/---

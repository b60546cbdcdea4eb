//! Field cascades shared by more than one extractor.

use std::sync::LazyLock;

use regex::{Captures, Regex};

use super::rules::{cascade, clean_value, group, group_f32, is_negative, split_list, FieldRule};
use crate::models::{
    AnaestheticType, AsaScore, Gender, HeightCm, ProcedureEntry, TeamMember, TeamRole, WeightKg,
};

// ── Body measurements ──────────────────────────────────────

/// Units that put a labelled weight outside kilograms.
fn is_non_metric_weight_unit(unit: &str) -> bool {
    matches!(
        unit.to_ascii_lowercase().as_str(),
        "lb" | "lbs" | "pound" | "pounds" | "st" | "stone" | "stones" | "oz" | "g" | "gm" | "gram"
            | "grams"
    )
}

/// A labelled weight is only taken when no other unit follows the number.
fn labelled_weight(caps: &Captures) -> Option<WeightKg> {
    if group(caps, 2).is_some_and(is_non_metric_weight_unit) {
        return None;
    }
    WeightKg::new(group_f32(caps, 1)?)
}

static WEIGHT_RULES: LazyLock<Vec<FieldRule<WeightKg>>> = LazyLock::new(|| {
    vec![
        FieldRule::new(
            r"(?i)\b(?:weight|wt)\s*[:=\-]?\s*(\d{1,6}(?:\.\d+)?)[ \t]*([a-z]+)?",
            labelled_weight,
        ),
        FieldRule::new(r"(?i)\b(\d{1,3}(?:\.\d+)?)\s*kgs?\b", |c| {
            WeightKg::new(group_f32(c, 1)?)
        }),
    ]
});

pub(crate) fn weight(text: &str) -> Option<WeightKg> {
    cascade(text, &WEIGHT_RULES)
}

static HEIGHT_RULES: LazyLock<Vec<FieldRule<HeightCm>>> = LazyLock::new(|| {
    vec![
        FieldRule::new(
            r"(?i)\b(?:height|ht)\s*[:=\-]?\s*(\d{2,3}(?:\.\d+)?)\s*(?:cm|centimet(?:er|re)s?)?\b",
            |c| HeightCm::new(group_f32(c, 1)?),
        ),
        FieldRule::new(
            r"(?i)\b(?:height|ht)\s*[:=\-]?\s*(\d\.\d{1,2})\s*(?:m|metres?|meters?)\b",
            |c| HeightCm::new(group_f32(c, 1)? * 100.0),
        ),
        FieldRule::new(r"(?i)\b(\d{3}(?:\.\d+)?)\s*cm\b", |c| {
            HeightCm::new(group_f32(c, 1)?)
        }),
    ]
});

pub(crate) fn height(text: &str) -> Option<HeightCm> {
    cascade(text, &HEIGHT_RULES)
}

// ── ASA ────────────────────────────────────────────────────

fn parse_asa(caps: &Captures) -> Option<AsaScore> {
    let raw = group(caps, 1)?.to_ascii_uppercase();
    let value = match raw.as_str() {
        "I" => 1,
        "II" => 2,
        "III" => 3,
        "IV" => 4,
        "V" => 5,
        "VI" => 6,
        digits => digits.parse().ok()?,
    };
    AsaScore::new(value)
}

static ASA_RULES: LazyLock<Vec<FieldRule<AsaScore>>> = LazyLock::new(|| {
    vec![
        FieldRule::new(
            r"(?i)\bASA\s*(?:grade|score|class(?:ification)?|status|physical\s+status)?\s*[:=\-]?\s*(VI|IV|V|I{1,3}|\d)E?\b",
            parse_asa,
        ),
        FieldRule::new(
            r"(?i)\bASA\b(?:[ \t]*(?:physical|status|grade|score|class|was|is|of|[:=\-]))+[ \t]*(VI|IV|V|I{1,3}|\d)E?\b",
            parse_asa,
        ),
    ]
});

pub(crate) fn asa_score(text: &str) -> Option<AsaScore> {
    cascade(text, &ASA_RULES)
}

// ── Demographics ───────────────────────────────────────────

fn parse_gender(caps: &Captures) -> Option<Gender> {
    match group(caps, 1)?.to_ascii_lowercase().as_str() {
        "male" | "m" | "man" | "gentleman" | "boy" => Some(Gender::Male),
        "female" | "f" | "woman" | "lady" | "girl" => Some(Gender::Female),
        _ => None,
    }
}

static GENDER_RULES: LazyLock<Vec<FieldRule<Gender>>> = LazyLock::new(|| {
    vec![
        FieldRule::new(r"(?i)\b(?:sex|gender)\s*[:=\-]\s*(male|female|m|f)\b", parse_gender),
        FieldRule::new(
            r"(?i)\b\d{1,3}\s*(?:yo|y/o|yrs?|years?[- ]old)\s+(male|female|man|woman|gentleman|lady|boy|girl)\b",
            parse_gender,
        ),
    ]
});

pub(crate) fn gender(text: &str) -> Option<Gender> {
    cascade(text, &GENDER_RULES)
}

// ── Diagnosis ──────────────────────────────────────────────

fn labelled_value(caps: &Captures) -> Option<String> {
    clean_value(group(caps, 1)?)
}

static DIAGNOSIS_RULES: LazyLock<Vec<FieldRule<String>>> = LazyLock::new(|| {
    vec![
        FieldRule::new(
            r"(?im)^[ \t]*(?:final|principal|primary|discharge|post-?op(?:erative)?|pre-?op(?:erative)?)?[ \t]*diagnos[ie]s[ \t]*[:\-][ \t]*(\S[^\n]*)$",
            labelled_value,
        ),
        FieldRule::new(
            r"(?im)^[ \t]*indications?(?:[ \t]+for[ \t]+surgery)?[ \t]*[:\-][ \t]*(\S[^\n]*)$",
            labelled_value,
        ),
        FieldRule::new(
            r"(?im)^[ \t]*(?:presenting[ \t]+complaint|reason[ \t]+for[ \t]+admission)[ \t]*[:\-][ \t]*(\S[^\n]*)$",
            labelled_value,
        ),
    ]
});

pub(crate) fn diagnosis(text: &str) -> Option<String> {
    cascade(text, &DIAGNOSIS_RULES)
}

// ── Procedures ─────────────────────────────────────────────

static PROCEDURE_LINE: LazyLock<Regex> = LazyLock::new(|| {
    Regex::new(
        r"(?im)^[ \t]*(?:procedures?|operations?)(?:[ \t]+performed)?[ \t]*[:\-][ \t]*(\S[^\n]*)$",
    )
    .unwrap()
});

static PARENTHETICAL: LazyLock<Regex> =
    LazyLock::new(|| Regex::new(r"^(.*?)\s*\(([^)]*)\)\s*(.*)$").unwrap());

/// Split one procedure into name and parenthetical notes.
fn procedure_entry(raw: &str) -> Option<ProcedureEntry> {
    if let Some(caps) = PARENTHETICAL.captures(raw) {
        let head = caps.get(1).map_or("", |m| m.as_str());
        let tail = caps.get(3).map_or("", |m| m.as_str());
        let name = clean_value(&format!("{head} {tail}"))?;
        return Some(ProcedureEntry {
            name,
            notes: caps.get(2).and_then(|m| clean_value(m.as_str())),
        });
    }
    Some(ProcedureEntry {
        name: clean_value(raw)?,
        notes: None,
    })
}

/// Every procedure listed on `Procedure:` / `Operation:` lines, split on `;`
/// and `+`, in document order, without duplicates.
pub(crate) fn procedures(text: &str) -> Option<Vec<ProcedureEntry>> {
    let mut entries: Vec<ProcedureEntry> = Vec::new();
    for caps in PROCEDURE_LINE.captures_iter(text) {
        let Some(line) = caps.get(1) else { continue };
        for part in line.as_str().split([';', '+']) {
            if let Some(entry) = procedure_entry(part) {
                if !entries.iter().any(|e| e.name.eq_ignore_ascii_case(&entry.name)) {
                    entries.push(entry);
                }
            }
        }
    }
    (!entries.is_empty()).then_some(entries)
}

// ── Operating team ─────────────────────────────────────────

static TEAM_LINE: LazyLock<Regex> = LazyLock::new(|| {
    Regex::new(
        r"(?im)^[ \t]*(consultant[ \t]+surgeon|operating[ \t]+surgeon|assistant[ \t]+surgeon|surgeon|assistant|anaesthetist|anesthetist|scrub[ \t]+nurse)s?[ \t]*[:\-][ \t]*(\S[^\n]*)$",
    )
    .unwrap()
});

/// Longest plausible person name.
const MAX_NAME_LEN: usize = 60;

fn team_role(label: &str) -> Option<TeamRole> {
    let lower = label.to_ascii_lowercase();
    if lower.starts_with("assistant") {
        Some(TeamRole::Assistant)
    } else if lower.contains("surgeon") {
        Some(TeamRole::Surgeon)
    } else if lower.starts_with("anaesthetist") || lower.starts_with("anesthetist") {
        Some(TeamRole::Anaesthetist)
    } else if lower.starts_with("scrub") {
        Some(TeamRole::ScrubNurse)
    } else {
        None
    }
}

/// Team members from role-labelled lines.
pub(crate) fn operating_team(text: &str) -> Option<Vec<TeamMember>> {
    let mut team: Vec<TeamMember> = Vec::new();
    for caps in TEAM_LINE.captures_iter(text) {
        let Some(role) = group(&caps, 1).and_then(team_role) else { continue };
        let Some(names) = group(&caps, 2) else { continue };
        if is_negative(names) {
            continue;
        }
        for name in split_list(names) {
            if name.chars().count() > MAX_NAME_LEN || !name.chars().any(char::is_alphabetic) {
                continue;
            }
            let duplicate = team
                .iter()
                .any(|m| m.role == role && m.name.eq_ignore_ascii_case(&name));
            if !duplicate {
                team.push(TeamMember { name, role });
            }
        }
    }
    (!team.is_empty()).then_some(team)
}

// ── Complications ──────────────────────────────────────────

static COMPLICATION_RULES: LazyLock<Vec<FieldRule<Vec<String>>>> = LazyLock::new(|| {
    vec![
        FieldRule::new(
            r"(?im)^[ \t]*(?:intra-?operative[ \t]+|post-?operative[ \t]+)?(?:complications?|adverse[ \t]+events?)[ \t]*[:\-][ \t]*(\S[^\n]*)$",
            |c| {
                let value = group(c, 1)?;
                if is_negative(value) {
                    return Some(Vec::new());
                }
                let items = split_list(value);
                (!items.is_empty()).then_some(items)
            },
        ),
        FieldRule::new(
            r"(?i)\bno\s+(?:intra-?operative\s+|immediate\s+|post-?operative\s+)?complications\b",
            |_| Some(Vec::new()),
        ),
    ]
});

/// `Some(vec![])` when the document explicitly reports none.
pub(crate) fn complications(text: &str) -> Option<Vec<String>> {
    cascade(text, &COMPLICATION_RULES)
}

// ── Anaesthetic type ───────────────────────────────────────

/// Map a phrase to an anaesthetic type, most specific technique first.
fn anaesthetic_from_phrase(phrase: &str) -> Option<AnaestheticType> {
    const KEYWORDS: &[(&str, AnaestheticType)] = &[
        ("general", AnaestheticType::General),
        ("ga", AnaestheticType::General),
        ("spinal", AnaestheticType::Spinal),
        ("epidural", AnaestheticType::Epidural),
        ("regional", AnaestheticType::Regional),
        ("block", AnaestheticType::Regional),
        ("sedation", AnaestheticType::Sedation),
        ("local", AnaestheticType::Local),
        ("la", AnaestheticType::Local),
    ];
    let lower = phrase.to_ascii_lowercase();
    let words: Vec<&str> = lower
        .split(|c: char| !c.is_ascii_alphanumeric())
        .filter(|w| !w.is_empty())
        .collect();
    KEYWORDS
        .iter()
        .find(|(keyword, _)| words.contains(keyword))
        .map(|(_, ty)| *ty)
}

fn anaesthetic_from_group(caps: &Captures) -> Option<AnaestheticType> {
    anaesthetic_from_phrase(group(caps, 1)?)
}

static ANAESTHETIC_RULES: LazyLock<Vec<FieldRule<AnaestheticType>>> = LazyLock::new(|| {
    vec![
        FieldRule::new(
            r"(?im)^[ \t]*(?:type[ \t]+of[ \t]+)?(?:anaesthe(?:tic|sia)|anesthe(?:tic|sia))(?:[ \t]+type)?[ \t]*[:\-][ \t]*(\S[^\n]*)$",
            anaesthetic_from_group,
        ),
        FieldRule::new(r"(?i)\b(general)\s+an(?:a)?esthe", anaesthetic_from_group),
        FieldRule::new(r"\b(GA)\b", anaesthetic_from_group),
        FieldRule::new(r"(?i)\b(spinal)\b", anaesthetic_from_group),
        FieldRule::new(r"(?i)\b(epidural)\b", anaesthetic_from_group),
        FieldRule::new(r"(?i)\b(regional|nerve\s+block|plexus\s+block)\b", anaesthetic_from_group),
        FieldRule::new(r"(?i)\b(sedation)\b", anaesthetic_from_group),
        FieldRule::new(r"(?i)\b(local)\s+an(?:a)?esthe", anaesthetic_from_group),
    ]
});

pub(crate) fn anaesthetic_type(text: &str) -> Option<AnaestheticType> {
    cascade(text, &ANAESTHETIC_RULES)
}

\---

▸ **Aim of the task**:
Wherever a line holds the word "spinal", copy that line out of the entries above.

▸ **Answer section**:
        ("spinal", AnaestheticType::Spinal),
        FieldRule::new(r"(?i)\b(spinal)\b", anaesthetic_from_group),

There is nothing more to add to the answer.